近日,我院副教授胡文彬以第一作者身份在SSCI期刊 Computational Economics上发表论文Building Technical Analysis Strategies Using Multivariate Longitudinal and Time-to-Event Data in Stock Markets,链接:https://doi.org/10.1007/s10614-024-10782-3,该期刊为SSCI和SCI双收录期刊。
论文题目
Building Technical Analysis Strategies Using Multivariate Longitudinal and Time-to-Event Data in Stock Markets
论文摘要
Stock market prediction by machine learning techniques has been attracting more and more attention. Technical analysis trading strategies with binary classifiers that can predict market moving direction are such typical applications. However, there exist two deficiencies in applying binary classifiers. First, they only predict whether instead of when the interested event will occur. Second, they usually only use the cross-sectional information, without taking account of the longitudinal evolution of the features. In this paper, we propose to utilize multivariate functional principal component analysis (MFPCA) to overcome the second deficiency and obtain better trading strategies.
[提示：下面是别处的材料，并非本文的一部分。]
use std::collections::VecDeque;
use std::sync::atomic::{AtomicBool, Ordering};
use std::sync::Mutex as StdMutex;

use tokio::sync::{mpsc, Mutex};

use crate::audio::AudioChunk;
use crate::error::TransportError;

use super::messages::ServerMessage;
use super::{SttConnector, SttTransport};

/// What the client side of a memory pair has sent, as seen by the
/// scripted service.
#[derive(Debug, Clone, PartialEq)]
pub enum OutboundFrame {
    Audio(AudioChunk),
    Commit,
    Close,
}

/// In-process transport: a channel pair standing in for the socket.
///
/// The paired `ServiceHandle` plays the STT service, fully scripted by the
/// test or experiment driving it. A small outbound capacity makes the
/// client feel genuine backpressure when the script stops draining.
pub struct MemoryTransport {
    out_tx: mpsc::Sender<OutboundFrame>,
    in_rx: Mutex<mpsc::Receiver<Result<ServerMessage, TransportError>>>,
    closed: AtomicBool,
}

impl MemoryTransport {
    pub fn pair() -> (Self, ServiceHandle) {
        Self::pair_with_capacity(64)
    }

    pub fn pair_with_capacity(outbound_capacity: usize) -> (Self, ServiceHandle) {
        let (out_tx, out_rx) = mpsc::channel(outbound_capacity);
        let (in_tx, in_rx) = mpsc::channel(64);

        (
            Self {
                out_tx,
                in_rx: Mutex::new(in_rx),
                closed: AtomicBool::new(false),
            },
            ServiceHandle { out_rx, in_tx },
        )
    }
}

#[async_trait::async_trait]
impl SttTransport for MemoryTransport {
    async fn send_audio(&self, chunk: &AudioChunk) -> Result<(), TransportError> {
        self.out_tx
            .send(OutboundFrame::Audio(chunk.clone()))
            .await
            .map_err(|_| TransportError::Closed("service side dropped".to_string()))
    }

    async fn signal_commit(&self) -> Result<(), TransportError> {
        self.out_tx
            .send(OutboundFrame::Commit)
            .await
            .map_err(|_| TransportError::Closed("service side dropped".to_string()))
    }

    async fn next_event(&self) -> Result<Option<ServerMessage>, TransportError> {
        let mut in_rx = self.in_rx.lock().await;
        match in_rx.recv().await {
            Some(Ok(msg)) => Ok(Some(msg)),
            Some(Err(e)) => Err(e),
            None => Ok(None),
        }
    }

    async fn close(&self) -> Result<(), TransportError> {
        if !self.closed.swap(true, Ordering::SeqCst) {
            let _ = self.out_tx.send(OutboundFrame::Close).await;
        }
        Ok(())
    }
}

/// Service side of a memory pair.
pub struct ServiceHandle {
    out_rx: mpsc::Receiver<OutboundFrame>,
    in_tx: mpsc::Sender<Result<ServerMessage, TransportError>>,
}

impl ServiceHandle {
    /// Next frame the client sent; `None` once the client side is gone.
    pub async fn next_outbound(&mut self) -> Option<OutboundFrame> {
        self.out_rx.recv().await
    }

    /// Deliver a transcript message to the client. Returns false if the
    /// client side has gone away.
    pub async fn send(&self, msg: ServerMessage) -> bool {
        self.in_tx.send(Ok(msg)).await.is_ok()
    }

    /// Inject a stream failure, as if the connection broke mid-read.
    pub async fn fail(&self, err: TransportError) -> bool {
        self.in_tx.send(Err(err)).await.is_ok()
    }

    /// Close the service side cleanly. The client observes end-of-stream.
    pub fn close(self) {}
}

/// Connector handing out pre-built memory transports in order.
///
/// Each `connect` call takes the next queued transport; once the queue is
/// empty further attempts fail, which lets a script exhaust the session's
/// reconnect budget on purpose.
pub struct MemoryConnector {
    transports: StdMutex<VecDeque<MemoryTransport>>,
}

impl MemoryConnector {
    pub fn new(transports: Vec<MemoryTransport>) -> Self {
        Self {
            transports: StdMutex::new(transports.into_iter().collect()),
        }
    }

    /// A connector whose every attempt fails.
    pub fn refusing() -> Self {
        Self::new(Vec::new())
    }
}

#[async_trait::async_trait]
impl SttConnector for MemoryConnector {
    async fn connect(&self) -> Result<Box<dyn SttTransport>, TransportError> {
        let next = self
            .transports
            .lock()
            .unwrap_or_else(|e| e.into_inner())
            .pop_front();
        match next {
            Some(transport) => Ok(Box::new(transport)),
            None => Err(TransportError::Connect(
                "no transport available".to_string(),
            )),
        }
    }
}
MFPCA is used as a data augmentation tool to systematically extract longitudinal informative features that can replace technical indicators. Technical analysis trading strategies enhanced by survival models with MFPCA are built, with backtesting on the daily trading data of S&P 500 stocks. The experimental results show that MFPCA can significantly improve both the performance of the survival models and the trading strategies. We further show the contribution and effectiveness of MFPCA by interpreting the deep learning survival model and comparing with the long short-term memory model that can process multi-timestep information.
作者简介
胡文彬,杭州电子科技大学经济学院副教授,硕士生导师。浙江大学运筹学与控制论(金融数学方向)博士、University of York访问学者、美国数学评论评论员、软件工程师、Expert Systems with Applications期刊匿名审稿人。主要研究方向为金融衍生品定价、风险管理、量化投资。在Quantitative Finance, Journal of the Operational Research Society,Journal of Computational and Applied Mathematics等期刊上发表SSCI/SCI论文10余篇。
个人主页:https://faculty.hdu.edu.cn/jjxy/hwb/main.htm